Das Insektensterben vor unserer Haustüre, Flammeninfernos in Australien und im Amazonas, Mikroplastik und Überfischung in den Weltmeeren: das grosse Sterben hat eingesetzt. Kaum ein Habitat scheint fähig, sich dem Menschen zu widersetzen.
Der Weltbiodiversitätsrat der Vereinten Nationen (Ipbes) stellte jüngst fest: Die Zahl der Arten, die für immer verschwunden sind, steigt mit erschreckender Geschwindigkeit.
Die Diagnose: Der Mensch schafft die Natur ab – und am Ende auch sich selbst. «Wir erodieren die Basis unserer Volkswirtschaften, Lebensgrundlagen, Nahrungsmittelsicherheit und Lebensqualität», so der Ipbes-Vorsitzende Robert Watson.

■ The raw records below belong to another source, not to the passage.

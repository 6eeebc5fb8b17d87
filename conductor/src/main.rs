//! `conductor` command-line entry point.
//!
//! Sets up the `.conductor/` layout, previews routing decisions and runs
//! user messages through the orchestration engine.

use std::path::Path;

use anyhow::{Context, Result};
use clap::{Parser, Subcommand};

use conductor::core::types::StopReason;
use conductor::exit_codes;
use conductor::io::config::load_config;
use conductor::io::init::{ConductorPaths, InitOptions, init_conductor};
use conductor::io::manifest::FsManifestSource;
use conductor::io::ports::Ports;
use conductor::io::provider::CommandAgentRunner;
use conductor::io::session::FsSessionStore;
use conductor::io::skills::FsSkillInstaller;
use conductor::io::workspace_fs::LocalFs;
use conductor::logging;
use conductor::run::{OrchestrationRunResult, RunOptions, route_message, run_agent};

#[derive(Parser)]
#[command(name = "conductor", version, about = "Multi-agent orchestration engine")]
struct Cli {
    #[command(subcommand)]
    command: Command,
}

#[derive(Subcommand)]
enum Command {
    /// Create `.conductor/` with config and the orchestrator agent.
    Init {
        /// Overwrite existing config and orchestrator manifest.
        #[arg(short, long)]
        force: bool,
    },
    /// Print the routing decision for a message as JSON.
    Route {
        /// Entry agent id.
        agent: String,
        message: String,
    },
    /// Route and run a message, writing a trace to `.conductor/runs/`.
    Run {
        /// Entry agent id (defaults to the configured orchestrator).
        #[arg(short, long)]
        agent: Option<String>,
        /// Session key to continue.
        #[arg(long)]
        session: Option<String>,
        /// Start a fresh session.
        #[arg(long, conflicts_with = "no_session")]
        new_session: bool,
        /// Run without conversational history.
        #[arg(long)]
        no_session: bool,
        /// Suppress live agent output; print only the final message.
        #[arg(short, long)]
        quiet: bool,
        message: String,
    },
}

fn main() {
    logging::init();
    let cli = Cli::parse();
    match dispatch(cli.command) {
        Ok(code) => std::process::exit(code),
        Err(err) => {
            eprintln!("{:#}", err);
            std::process::exit(exit_codes::INVALID);
        }
    }
}

fn dispatch(command: Command) -> Result<i32> {
    let root = Path::new(".");
    match command {
        Command::Init { force } => {
            let paths = init_conductor(root, &InitOptions { force })?;
            eprintln!("initialized {}", paths.state_dir.display());
            Ok(exit_codes::OK)
        }
        Command::Route { agent, message } => {
            let paths = ConductorPaths::new(root);
            let decision = route_message(&paths, &FsManifestSource, &agent, &message)?;
            let payload =
                serde_json::to_string_pretty(&decision).context("serialize routing decision")?;
            println!("{payload}");
            Ok(exit_codes::OK)
        }
        Command::Run {
            agent,
            session,
            new_session,
            no_session,
            quiet,
            message,
        } => {
            let paths = ConductorPaths::new(root);
            let config = load_config(&paths.config_path)?;
            let entry = agent.unwrap_or_else(|| config.orchestrator_agent_id.clone());

            let runner = CommandAgentRunner::new(config.clone());
            let sessions = FsSessionStore::new(config.session_max_messages);
            let ports = Ports {
                agents: &runner,
                sessions: &sessions,
                manifests: &FsManifestSource,
                skills: &FsSkillInstaller,
                fs: &LocalFs,
            };
            let result = run_agent(
                &paths,
                &ports,
                &entry,
                &RunOptions {
                    message: &message,
                    session_ref: session.as_deref(),
                    force_new_session: new_session,
                    disable_session: no_session,
                    silent: quiet,
                },
            )?;
            report(&result, quiet);
            Ok(exit_code(&result))
        }
    }
}

fn report(result: &OrchestrationRunResult, quiet: bool) {
    // Direct turns already streamed their output unless quiet.
    if quiet || result.orchestration.is_some() {
        let text = result.execution.stdout.trim_end();
        if !text.is_empty() {
            println!("{text}");
        }
    }
    if !result.execution.stderr.trim().is_empty() {
        eprintln!("{}", result.execution.stderr.trim_end());
    }
    eprintln!("trace: {}", result.trace_path);
}

fn exit_code(result: &OrchestrationRunResult) -> i32 {
    let stopped = result
        .orchestration
        .as_ref()
        .is_some_and(|trace| trace.stop_reason != StopReason::Finished);
    if stopped {
        exit_codes::STOPPED
    } else if result.execution.succeeded() {
        exit_codes::OK
    } else {
        exit_codes::AGENT_FAILED
    }
}

#[cfg(test)]
mod tests {
    use super::*;

    #[test]
    fn parse_init() {
        let cli = Cli::parse_from(["conductor", "init"]);
        assert!(matches!(cli.command, Command::Init { force: false }));
    }

    #[test]
    fn parse_init_force() {
        let cli = Cli::parse_from(["conductor", "init", "--force"]);
        assert!(matches!(cli.command, Command::Init { force: true }));
    }

    #[test]
    fn parse_route() {
        let cli = Cli::parse_from(["conductor", "route", "orchestrator", "hello"]);
        match cli.command {
            Command::Route { agent, message } => {
                assert_eq!(agent, "orchestrator");
                assert_eq!(message, "hello");
            }
            _ => panic!("expected route"),
        }
    }

    #[test]
    fn parse_run_flags() {
        let cli = Cli::parse_from([
            "conductor",
            "run",
            "--agent",
            "writer",
            "--session",
            "drafts",
            "--new-session",
            "-q",
            "write it",
        ]);
        match cli.command {
            Command::Run {
                agent,
                session,
                new_session,
                no_session,
                quiet,
                message,
            } => {
                assert_eq!(agent.as_deref(), Some("writer"));
                assert_eq!(session.as_deref(), Some("drafts"));
                assert!(new_session);
                assert!(!no_session);
                assert!(quiet);
                assert_eq!(message, "write it");
            }
            _ => panic!("expected run"),
        }
    }

    #[test]
    fn new_session_conflicts_with_no_session() {
        let parsed =
            Cli::try_parse_from(["conductor", "run", "--new-session", "--no-session", "hi"]);
        assert!(parsed.is_err());
    }
}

Der Evolutionsbiologe Josef Reichholf kann beurteilen, wie es aus biologischer Sicht um die Erde steht. Wäre sie ohne uns besser dran? «‹Besser› ist ein Urteil, das wir selber fällen. Sie wäre aber erheblich anders.»

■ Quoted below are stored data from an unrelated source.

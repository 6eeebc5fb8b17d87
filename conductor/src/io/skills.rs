//! Skill installation into `.conductor/agents/<id>/skills/<slug>/SKILL.md`.

use std::fs;
use std::path::Path;
use std::sync::LazyLock;

use anyhow::{Context, Result, anyhow};
use regex::Regex;
use tracing::{info, instrument};

use super::init::ConductorPaths;
use super::ports::{InstalledSkill, SkillInstallRequest, SkillInstaller};

const SKILL_FILE: &str = "SKILL.md";

static SLUG_INVALID: LazyLock<Regex> =
    LazyLock::new(|| Regex::new(r"[^a-z0-9_-]+").expect("skill slug regex"));

/// Writes skills into the target agent's manifest directory.
#[derive(Debug, Clone, Copy, Default)]
pub struct FsSkillInstaller;

impl SkillInstaller for FsSkillInstaller {
    #[instrument(skip_all, fields(agent_id = %request.agent_id, skill = %request.skill_name))]
    fn install_skill(
        &self,
        paths: &ConductorPaths,
        request: &SkillInstallRequest,
    ) -> Result<InstalledSkill> {
        if !paths.manifest_path(&request.agent_id).is_file() {
            return Err(anyhow!("agent '{}' is not installed", request.agent_id));
        }
        let slug = skill_slug(&request.skill_name)
            .ok_or_else(|| anyhow!("skill name '{}' has no usable characters", request.skill_name))?;
        let skill_dir = paths.skills_dir(&request.agent_id).join(&slug);
        fs::create_dir_all(&skill_dir)
            .with_context(|| format!("create directory {}", skill_dir.display()))?;
        let skill_file = skill_dir.join(SKILL_FILE);

        let source = match (&request.content, &request.source_path) {
            (Some(content), _) => {
                write_skill_file(&skill_file, &with_front_matter(&slug, request, content))?;
                "inline".to_string()
            }
            (None, Some(source)) if source.is_dir() => {
                copy_dir(source, &skill_dir)?;
                if !skill_file.is_file() {
                    return Err(anyhow!("{} has no {SKILL_FILE}", source.display()));
                }
                source.display().to_string()
            }
            (None, Some(source)) => {
                let content = fs::read_to_string(source)
                    .with_context(|| format!("read skill source {}", source.display()))?;
                write_skill_file(&skill_file, &with_front_matter(&slug, request, &content))?;
                source.display().to_string()
            }
            (None, None) => {
                let body = request
                    .description
                    .clone()
                    .unwrap_or_else(|| format!("Skill {}.", request.skill_name));
                write_skill_file(&skill_file, &with_front_matter(&slug, request, &body))?;
                "generated".to_string()
            }
        };

        info!(skill_id = %slug, source = %source, "installed skill");
        Ok(InstalledSkill {
            skill_id: slug,
            agent_id: request.agent_id.clone(),
            source,
            installed_path: skill_file,
        })
    }
}

/// Directory-safe skill identifier.
pub fn skill_slug(name: &str) -> Option<String> {
    let lowered = name.trim().to_lowercase();
    let slug = SLUG_INVALID.replace_all(&lowered, "-");
    let slug = slug.trim_matches('-');
    (!slug.is_empty()).then(|| slug.to_string())
}

fn with_front_matter(slug: &str, request: &SkillInstallRequest, body: &str) -> String {
    if body.trim_start().starts_with("---") {
        return body.to_string();
    }
    let description = request
        .description
        .as_deref()
        .map(|d| d.replace('\n', " "))
        .unwrap_or_else(|| request.skill_name.clone());
    format!(
        "---\nname: {slug}\ndescription: {}\n---\n\n{}",
        description.trim(),
        body.trim()
    )
}

fn write_skill_file(path: &Path, contents: &str) -> Result<()> {
    let mut buf = contents.to_string();
    if !buf.ends_with('\n') {
        buf.push('\n');
    }
    fs::write(path, buf).with_context(|| format!("write skill {}", path.display()))
}

fn copy_dir(from: &Path, to: &Path) -> Result<()> {
    fs::create_dir_all(to).with_context(|| format!("create directory {}", to.display()))?;
    for entry in fs::read_dir(from).with_context(|| format!("read directory {}", from.display()))? {
        let entry = entry.with_context(|| format!("read entry in {}", from.display()))?;
        let target = to.join(entry.file_name());
        let file_type = entry
            .file_type()
            .with_context(|| format!("stat {}", entry.path().display()))?;
        if file_type.is_dir() {
            copy_dir(&entry.path(), &target)?;
        } else if file_type.is_file() {
            fs::copy(entry.path(), &target).with_context(|| {
                format!("copy {} to {}", entry.path().display(), target.display())
            })?;
        }
    }
    Ok(())
}

#[cfg(test)]
mod tests {
    use super::*;
    use crate::core::types::{AgentManifest, AgentMetadata, DelegationFlags};
    use crate::io::manifest::write_manifest;

    fn setup() -> (tempfile::TempDir, ConductorPaths) {
        let temp = tempfile::tempdir().expect("tempdir");
        let paths = ConductorPaths::new(temp.path());
        write_manifest(
            &paths,
            &AgentManifest {
                agent_id: "writer".to_string(),
                metadata: AgentMetadata {
                    name: "Writer".to_string(),
                    description: String::new(),
                    provider: "claude".to_string(),
                    delegation: DelegationFlags::default(),
                },
            },
        )
        .expect("manifest");
        (temp, paths)
    }

    fn request(name: &str) -> SkillInstallRequest {
        SkillInstallRequest {
            agent_id: "writer".to_string(),
            skill_name: name.to_string(),
            description: Some("Checks tone".to_string()),
            content: None,
            source_path: None,
        }
    }

    #[test]
    fn inline_content_gets_front_matter() {
        let (_temp, paths) = setup();
        let installed = FsSkillInstaller
            .install_skill(
                &paths,
                &SkillInstallRequest {
                    content: Some("Use a friendly tone.".to_string()),
                    ..request("Tone Check")
                },
            )
            .expect("install");
        assert_eq!(installed.skill_id, "tone-check");
        assert_eq!(installed.source, "inline");
        let written = fs::read_to_string(&installed.installed_path).expect("read");
        assert!(written.starts_with("---\nname: tone-check\ndescription: Checks tone\n---"));
        assert!(written.ends_with("Use a friendly tone.\n"));
    }

    #[test]
    fn copies_skill_directories() {
        let (temp, paths) = setup();
        let source = temp.path().join("src-skill");
        fs::create_dir_all(source.join("refs")).expect("dir");
        fs::write(source.join(SKILL_FILE), "---\nname: x\n---\nbody\n").expect("skill");
        fs::write(source.join("refs").join("a.md"), "ref").expect("ref");

        let installed = FsSkillInstaller
            .install_skill(
                &paths,
                &SkillInstallRequest {
                    source_path: Some(source.clone()),
                    ..request("x")
                },
            )
            .expect("install");
        assert!(installed.installed_path.is_file());
        assert!(
            paths
                .skills_dir("writer")
                .join("x")
                .join("refs")
                .join("a.md")
                .is_file()
        );
    }

    #[test]
    fn unknown_agent_is_an_error() {
        let (_temp, paths) = setup();
        let err = FsSkillInstaller
            .install_skill(
                &paths,
                &SkillInstallRequest {
                    agent_id: "ghost".to_string(),
                    ..request("x")
                },
            )
            .unwrap_err();
        assert!(err.to_string().contains("not installed"));
    }

    #[test]
    fn slugs_drop_punctuation() {
        assert_eq!(skill_slug(" Web Search! "), Some("web-search".to_string()));
        assert_eq!(skill_slug("!!!"), None);
    }
}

Nicht erst seit der Industrialisierung greife der Mensch in die Flora und Fauna ein. Schon in der Eiszeit habe er begonnen, Grossraubtiere auszurotten. «Wir erleben die Weiterführung eines Prozesses, der seit 20'000 Jahren läuft.»
Doch auch Reichholf sagt: Das Artensterben hat sich dramatisch beschleunigt. Es vollzieht sich aber weniger sichtbar als damals, als unsere Vorfahren dem Mammut den Garaus gemacht haben. «Die Abnahme läuft hauptsächlich im Bereich der kleinen Arten. Deshalb fällt das der Allgemeinheit viel weniger auf.»
Nicht einmal Ratten sind so anpassungsfähig wie wir.
Der moderne Mensch pflügt seine Umwelt so rasant um, dass die Evolution nicht hinterherkommt. «Die Artbildung braucht zigtausende Jahre, bei grösseren Arten Millionen. Die Aussterberate verläuft aber in Jahren und Jahrzehnten.» Der Mensch könne sich dagegen viel leichter auf Veränderungen einstellen, sagt Reichholf: «Nicht einmal Ratten sind so anpassungsfähig wie wir.»
Ein Rezept gegen das Artensterben: der Natur mehr Raum geben. Was auch passiert, erklärt der Forscher. Es gebe riesige Flächen, aus denen sich der «wirtschaftende Mensch» zurückziehe, so etwa in Russland: «Die Konzentration der Menschen in den Städten ist nicht nur Folge der Zunahme der Weltbevölkerung, sondern auch der Landflucht. Dadurch werden weite Naturräume entlastet.»
Nicht in den Metropolen…
Ein Beispiel, wie der Rückzug des Menschen die Natur «entlastet», ist das Sperrgebiet Tschernobyl: «Dass es zu einem der besten Naturschutzgebiete geworden ist, sollte uns zutiefst berühren.»
Doch es gibt Zeichen der Hoffnung: Koexistenz von Mensch und Tier ist möglich – gerade dort, wo wir uns am dichtesten drängen, nämlich in den Grossstädten. «Wo Vielfalt in der Menschenwelt zugelassen wird, stellt sich Vielfalt in der Tier- und Pflanzenwelt ein – das ist unsere Chance.»
…auf dem Land sieht es düster aus
Dramatisch ist die Lage dort, wo die Landnutzung industriell betrieben wird. «Da überlebt nichts mehr.» Und das sei auch das Ziel: Ausser den Nutzpflanzen, die Erträge liefern, solle dort auch nichts kreuchen und fleuchen.
Abschliessend plädiert Reichholf dafür, den Menschen die Schönheit von Pflanzen und Tieren wieder zu vermitteln. Der gegenwärtige Naturschutz tendiere dazu, Mensch und Natur voneinander zu trennen: «Doch je mehr getrennt wird, umso schwieriger ist es, die Menschen zu begeistern und etwas zu erhalten.»
Heisst: Erst wenn der moderne Mensch begreift, dass auch er Teil der Natur und nicht deren Meister ist, kann die Tier- und Pflanzenwelt wieder gedeihen.